_WHAT TO WORK ON:_
Below are records; how many of their lines hold the string "headers"? Reply with nothing but the number.

START DATASET RECORDS

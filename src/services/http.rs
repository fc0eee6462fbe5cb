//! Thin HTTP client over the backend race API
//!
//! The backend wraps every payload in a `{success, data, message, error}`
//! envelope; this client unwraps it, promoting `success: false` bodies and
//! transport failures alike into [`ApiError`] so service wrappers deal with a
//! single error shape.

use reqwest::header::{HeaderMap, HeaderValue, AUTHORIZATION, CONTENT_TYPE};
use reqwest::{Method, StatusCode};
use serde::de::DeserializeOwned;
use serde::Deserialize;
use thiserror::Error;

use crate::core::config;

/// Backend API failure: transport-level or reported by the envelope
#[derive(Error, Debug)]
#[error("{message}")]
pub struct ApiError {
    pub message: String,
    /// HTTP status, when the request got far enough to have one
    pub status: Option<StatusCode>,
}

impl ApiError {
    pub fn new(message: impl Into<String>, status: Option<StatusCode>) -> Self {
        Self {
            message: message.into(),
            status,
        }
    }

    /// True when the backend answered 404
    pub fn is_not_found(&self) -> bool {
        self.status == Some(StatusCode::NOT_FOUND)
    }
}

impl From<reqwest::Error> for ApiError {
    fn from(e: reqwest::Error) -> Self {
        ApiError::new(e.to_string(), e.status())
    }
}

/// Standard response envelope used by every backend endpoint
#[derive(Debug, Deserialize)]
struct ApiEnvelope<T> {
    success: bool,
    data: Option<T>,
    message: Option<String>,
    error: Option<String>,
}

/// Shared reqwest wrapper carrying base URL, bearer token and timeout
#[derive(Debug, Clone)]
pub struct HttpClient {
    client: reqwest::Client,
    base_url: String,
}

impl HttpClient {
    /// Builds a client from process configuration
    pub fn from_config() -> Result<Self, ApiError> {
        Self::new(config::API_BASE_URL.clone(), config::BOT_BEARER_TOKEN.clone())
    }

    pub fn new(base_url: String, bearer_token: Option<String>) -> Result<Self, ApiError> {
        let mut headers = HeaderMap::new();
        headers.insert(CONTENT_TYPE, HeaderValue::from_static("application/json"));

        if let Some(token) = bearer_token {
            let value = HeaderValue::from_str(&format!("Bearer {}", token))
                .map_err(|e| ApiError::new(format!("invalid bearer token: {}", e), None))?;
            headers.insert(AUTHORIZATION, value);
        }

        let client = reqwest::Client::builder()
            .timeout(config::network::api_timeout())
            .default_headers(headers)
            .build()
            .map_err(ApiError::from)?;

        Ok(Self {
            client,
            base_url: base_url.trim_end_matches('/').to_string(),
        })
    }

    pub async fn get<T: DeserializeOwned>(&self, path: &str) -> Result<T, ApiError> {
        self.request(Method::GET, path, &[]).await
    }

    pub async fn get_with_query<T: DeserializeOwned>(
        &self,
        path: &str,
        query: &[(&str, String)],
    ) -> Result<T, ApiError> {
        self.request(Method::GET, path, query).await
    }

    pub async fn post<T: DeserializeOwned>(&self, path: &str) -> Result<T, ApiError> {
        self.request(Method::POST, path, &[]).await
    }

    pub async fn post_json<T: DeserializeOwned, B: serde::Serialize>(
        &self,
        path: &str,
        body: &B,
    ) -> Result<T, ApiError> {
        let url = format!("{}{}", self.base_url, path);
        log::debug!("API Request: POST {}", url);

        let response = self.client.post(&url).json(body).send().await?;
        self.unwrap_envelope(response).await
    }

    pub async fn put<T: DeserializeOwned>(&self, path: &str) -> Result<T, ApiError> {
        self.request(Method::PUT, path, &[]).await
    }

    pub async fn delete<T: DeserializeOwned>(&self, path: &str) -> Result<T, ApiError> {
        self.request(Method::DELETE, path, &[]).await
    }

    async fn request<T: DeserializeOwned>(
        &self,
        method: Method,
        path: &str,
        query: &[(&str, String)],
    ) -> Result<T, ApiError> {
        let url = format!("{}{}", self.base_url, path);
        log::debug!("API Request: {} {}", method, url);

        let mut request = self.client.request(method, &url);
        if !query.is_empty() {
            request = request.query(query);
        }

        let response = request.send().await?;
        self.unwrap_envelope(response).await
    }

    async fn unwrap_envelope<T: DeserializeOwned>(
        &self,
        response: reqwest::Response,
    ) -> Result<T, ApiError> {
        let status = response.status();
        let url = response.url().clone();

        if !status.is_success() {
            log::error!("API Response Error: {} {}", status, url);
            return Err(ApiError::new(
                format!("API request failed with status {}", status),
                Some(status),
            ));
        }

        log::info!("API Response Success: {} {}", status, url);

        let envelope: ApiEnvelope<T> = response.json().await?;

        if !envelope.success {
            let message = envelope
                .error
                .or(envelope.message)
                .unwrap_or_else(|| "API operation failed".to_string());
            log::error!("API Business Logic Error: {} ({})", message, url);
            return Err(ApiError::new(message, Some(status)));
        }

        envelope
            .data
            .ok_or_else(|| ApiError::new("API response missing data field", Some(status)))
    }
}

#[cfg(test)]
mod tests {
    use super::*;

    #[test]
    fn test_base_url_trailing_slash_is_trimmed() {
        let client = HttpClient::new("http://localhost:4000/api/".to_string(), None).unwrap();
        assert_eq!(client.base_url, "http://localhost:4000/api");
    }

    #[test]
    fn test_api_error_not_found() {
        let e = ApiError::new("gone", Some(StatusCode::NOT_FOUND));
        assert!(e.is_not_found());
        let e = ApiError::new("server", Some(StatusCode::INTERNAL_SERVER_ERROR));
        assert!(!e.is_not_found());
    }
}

END DATASET RECORDS
START DATASET RECORDS

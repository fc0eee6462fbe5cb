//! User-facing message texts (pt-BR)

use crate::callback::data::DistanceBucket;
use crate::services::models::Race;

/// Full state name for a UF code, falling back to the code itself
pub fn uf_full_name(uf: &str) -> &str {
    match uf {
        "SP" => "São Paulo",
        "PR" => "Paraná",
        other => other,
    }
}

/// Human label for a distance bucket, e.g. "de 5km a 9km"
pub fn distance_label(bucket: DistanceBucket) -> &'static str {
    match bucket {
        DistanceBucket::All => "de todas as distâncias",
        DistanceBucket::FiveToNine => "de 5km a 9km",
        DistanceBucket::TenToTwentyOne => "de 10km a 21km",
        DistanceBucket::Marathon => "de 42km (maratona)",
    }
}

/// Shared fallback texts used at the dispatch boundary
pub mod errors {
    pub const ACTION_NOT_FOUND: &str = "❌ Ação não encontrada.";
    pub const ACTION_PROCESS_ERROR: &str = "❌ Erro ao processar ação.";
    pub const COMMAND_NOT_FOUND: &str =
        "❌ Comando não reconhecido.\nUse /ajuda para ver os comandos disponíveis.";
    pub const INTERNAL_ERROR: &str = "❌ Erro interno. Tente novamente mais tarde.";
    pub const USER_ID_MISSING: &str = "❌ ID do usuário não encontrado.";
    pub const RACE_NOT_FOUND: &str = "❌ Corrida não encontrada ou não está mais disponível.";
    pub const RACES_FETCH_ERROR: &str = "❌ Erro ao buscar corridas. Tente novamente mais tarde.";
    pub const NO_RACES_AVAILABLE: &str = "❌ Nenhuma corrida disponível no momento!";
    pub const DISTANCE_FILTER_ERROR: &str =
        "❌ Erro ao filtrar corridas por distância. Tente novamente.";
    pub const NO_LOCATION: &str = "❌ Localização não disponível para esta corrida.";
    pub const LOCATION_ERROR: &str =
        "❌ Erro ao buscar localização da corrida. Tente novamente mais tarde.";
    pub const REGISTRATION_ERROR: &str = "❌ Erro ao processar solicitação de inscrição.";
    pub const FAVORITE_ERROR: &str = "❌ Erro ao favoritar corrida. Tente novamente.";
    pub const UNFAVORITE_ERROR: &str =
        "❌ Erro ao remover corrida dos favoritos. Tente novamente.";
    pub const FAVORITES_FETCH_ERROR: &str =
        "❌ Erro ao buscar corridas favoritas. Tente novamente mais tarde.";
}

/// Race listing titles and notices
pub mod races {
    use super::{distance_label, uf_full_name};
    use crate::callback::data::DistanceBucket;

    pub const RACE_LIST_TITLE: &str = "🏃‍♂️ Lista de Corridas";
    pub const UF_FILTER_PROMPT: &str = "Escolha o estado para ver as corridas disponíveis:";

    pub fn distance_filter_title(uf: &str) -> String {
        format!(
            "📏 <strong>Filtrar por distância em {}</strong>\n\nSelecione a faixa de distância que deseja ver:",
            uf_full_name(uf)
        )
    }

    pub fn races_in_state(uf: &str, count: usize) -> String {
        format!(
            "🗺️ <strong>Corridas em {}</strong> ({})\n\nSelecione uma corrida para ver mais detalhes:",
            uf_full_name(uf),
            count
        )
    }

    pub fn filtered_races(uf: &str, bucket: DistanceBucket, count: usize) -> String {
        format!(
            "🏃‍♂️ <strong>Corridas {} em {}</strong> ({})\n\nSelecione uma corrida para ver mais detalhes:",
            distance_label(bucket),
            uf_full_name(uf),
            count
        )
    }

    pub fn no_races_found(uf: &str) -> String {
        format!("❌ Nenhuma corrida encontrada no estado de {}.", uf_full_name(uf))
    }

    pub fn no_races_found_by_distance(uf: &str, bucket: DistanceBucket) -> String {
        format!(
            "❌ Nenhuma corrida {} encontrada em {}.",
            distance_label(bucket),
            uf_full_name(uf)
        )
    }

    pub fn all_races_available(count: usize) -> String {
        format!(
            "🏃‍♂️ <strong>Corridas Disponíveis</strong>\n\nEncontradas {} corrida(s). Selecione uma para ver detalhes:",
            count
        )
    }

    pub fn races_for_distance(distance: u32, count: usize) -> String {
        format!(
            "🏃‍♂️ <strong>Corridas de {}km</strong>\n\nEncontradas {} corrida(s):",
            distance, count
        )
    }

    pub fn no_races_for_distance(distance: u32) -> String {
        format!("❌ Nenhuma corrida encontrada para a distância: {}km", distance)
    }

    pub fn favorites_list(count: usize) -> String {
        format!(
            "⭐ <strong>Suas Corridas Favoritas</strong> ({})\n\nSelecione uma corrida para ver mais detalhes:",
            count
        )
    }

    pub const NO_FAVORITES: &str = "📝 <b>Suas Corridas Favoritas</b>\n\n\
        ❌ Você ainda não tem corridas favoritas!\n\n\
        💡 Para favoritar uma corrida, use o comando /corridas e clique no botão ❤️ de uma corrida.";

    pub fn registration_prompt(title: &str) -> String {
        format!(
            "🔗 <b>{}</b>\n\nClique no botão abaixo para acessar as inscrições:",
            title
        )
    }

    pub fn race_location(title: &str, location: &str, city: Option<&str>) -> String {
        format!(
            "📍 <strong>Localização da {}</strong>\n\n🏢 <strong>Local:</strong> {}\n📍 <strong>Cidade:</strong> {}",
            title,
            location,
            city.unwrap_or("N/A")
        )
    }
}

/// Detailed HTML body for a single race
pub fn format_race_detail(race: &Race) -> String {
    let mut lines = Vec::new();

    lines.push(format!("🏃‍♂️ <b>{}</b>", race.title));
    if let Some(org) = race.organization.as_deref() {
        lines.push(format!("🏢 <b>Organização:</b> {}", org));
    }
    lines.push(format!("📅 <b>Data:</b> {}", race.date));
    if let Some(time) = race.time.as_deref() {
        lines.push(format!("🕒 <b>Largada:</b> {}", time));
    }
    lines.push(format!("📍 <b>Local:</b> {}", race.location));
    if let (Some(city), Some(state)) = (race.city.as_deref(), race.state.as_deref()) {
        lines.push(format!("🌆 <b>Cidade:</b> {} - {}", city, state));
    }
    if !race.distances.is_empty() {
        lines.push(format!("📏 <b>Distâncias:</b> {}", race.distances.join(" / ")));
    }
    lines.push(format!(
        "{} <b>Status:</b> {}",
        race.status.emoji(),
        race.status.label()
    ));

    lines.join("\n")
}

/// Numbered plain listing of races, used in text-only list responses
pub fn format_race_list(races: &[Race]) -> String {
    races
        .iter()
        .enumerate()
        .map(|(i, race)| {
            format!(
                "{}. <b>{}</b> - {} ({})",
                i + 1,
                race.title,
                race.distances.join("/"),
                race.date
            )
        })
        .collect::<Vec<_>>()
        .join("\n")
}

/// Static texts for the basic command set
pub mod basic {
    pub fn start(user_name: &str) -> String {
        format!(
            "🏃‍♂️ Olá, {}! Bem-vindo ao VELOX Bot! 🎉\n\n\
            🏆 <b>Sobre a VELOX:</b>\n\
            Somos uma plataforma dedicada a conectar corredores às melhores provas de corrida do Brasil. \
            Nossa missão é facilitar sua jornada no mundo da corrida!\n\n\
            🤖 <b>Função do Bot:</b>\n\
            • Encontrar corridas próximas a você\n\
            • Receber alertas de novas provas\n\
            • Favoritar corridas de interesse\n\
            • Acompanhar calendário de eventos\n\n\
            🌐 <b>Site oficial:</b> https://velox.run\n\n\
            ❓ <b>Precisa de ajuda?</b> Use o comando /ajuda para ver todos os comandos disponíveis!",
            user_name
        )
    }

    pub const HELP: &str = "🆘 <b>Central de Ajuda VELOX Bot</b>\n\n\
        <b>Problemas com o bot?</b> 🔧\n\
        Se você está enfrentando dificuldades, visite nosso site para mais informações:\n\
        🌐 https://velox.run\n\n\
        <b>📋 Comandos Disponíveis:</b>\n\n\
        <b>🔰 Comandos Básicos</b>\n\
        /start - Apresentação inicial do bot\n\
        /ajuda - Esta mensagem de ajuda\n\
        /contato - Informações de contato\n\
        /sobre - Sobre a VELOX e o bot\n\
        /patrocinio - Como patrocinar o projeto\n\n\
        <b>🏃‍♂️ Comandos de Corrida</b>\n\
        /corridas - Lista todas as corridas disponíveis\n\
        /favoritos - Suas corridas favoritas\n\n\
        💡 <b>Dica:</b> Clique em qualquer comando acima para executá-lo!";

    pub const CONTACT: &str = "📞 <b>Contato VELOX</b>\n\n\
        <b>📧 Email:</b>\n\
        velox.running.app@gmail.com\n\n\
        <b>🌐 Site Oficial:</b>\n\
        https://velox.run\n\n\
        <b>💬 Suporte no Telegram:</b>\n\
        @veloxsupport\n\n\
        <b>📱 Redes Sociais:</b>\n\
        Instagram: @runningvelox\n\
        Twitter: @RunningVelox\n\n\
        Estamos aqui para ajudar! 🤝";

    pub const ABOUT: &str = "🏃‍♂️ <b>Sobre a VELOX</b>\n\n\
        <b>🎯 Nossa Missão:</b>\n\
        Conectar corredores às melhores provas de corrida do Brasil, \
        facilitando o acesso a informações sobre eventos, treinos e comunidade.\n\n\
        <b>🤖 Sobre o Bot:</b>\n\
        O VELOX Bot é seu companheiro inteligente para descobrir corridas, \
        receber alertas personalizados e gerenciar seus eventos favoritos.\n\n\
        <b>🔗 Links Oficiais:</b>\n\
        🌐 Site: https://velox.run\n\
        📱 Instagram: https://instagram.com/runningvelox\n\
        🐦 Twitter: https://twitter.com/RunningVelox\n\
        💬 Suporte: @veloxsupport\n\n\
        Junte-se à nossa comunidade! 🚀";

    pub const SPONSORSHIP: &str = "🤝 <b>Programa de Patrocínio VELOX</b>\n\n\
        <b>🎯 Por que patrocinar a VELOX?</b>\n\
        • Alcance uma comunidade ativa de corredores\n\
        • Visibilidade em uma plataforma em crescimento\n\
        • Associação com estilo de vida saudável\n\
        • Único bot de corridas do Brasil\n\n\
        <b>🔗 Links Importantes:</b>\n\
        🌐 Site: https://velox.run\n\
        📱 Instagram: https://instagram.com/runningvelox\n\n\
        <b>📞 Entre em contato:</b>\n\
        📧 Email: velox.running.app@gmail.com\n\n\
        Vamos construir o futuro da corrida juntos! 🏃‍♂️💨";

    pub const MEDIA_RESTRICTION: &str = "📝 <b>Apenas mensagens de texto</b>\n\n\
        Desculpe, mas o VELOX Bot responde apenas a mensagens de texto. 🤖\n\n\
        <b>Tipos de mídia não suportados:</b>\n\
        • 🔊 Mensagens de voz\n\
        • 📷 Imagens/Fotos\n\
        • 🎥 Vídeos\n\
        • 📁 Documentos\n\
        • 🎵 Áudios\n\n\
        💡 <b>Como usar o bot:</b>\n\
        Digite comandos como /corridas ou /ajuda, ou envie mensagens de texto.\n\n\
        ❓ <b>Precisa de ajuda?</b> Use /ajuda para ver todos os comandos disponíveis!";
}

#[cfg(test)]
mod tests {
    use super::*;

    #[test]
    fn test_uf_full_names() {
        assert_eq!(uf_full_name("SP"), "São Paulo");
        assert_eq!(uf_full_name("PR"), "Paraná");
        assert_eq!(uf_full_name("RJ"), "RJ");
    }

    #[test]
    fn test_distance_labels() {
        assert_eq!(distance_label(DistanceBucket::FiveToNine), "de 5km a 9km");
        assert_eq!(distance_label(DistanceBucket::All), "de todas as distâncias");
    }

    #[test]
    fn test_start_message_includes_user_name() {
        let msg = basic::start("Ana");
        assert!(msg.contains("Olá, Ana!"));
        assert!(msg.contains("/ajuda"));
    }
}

END DATASET RECORDS

_EXERCISE RESULT:_
4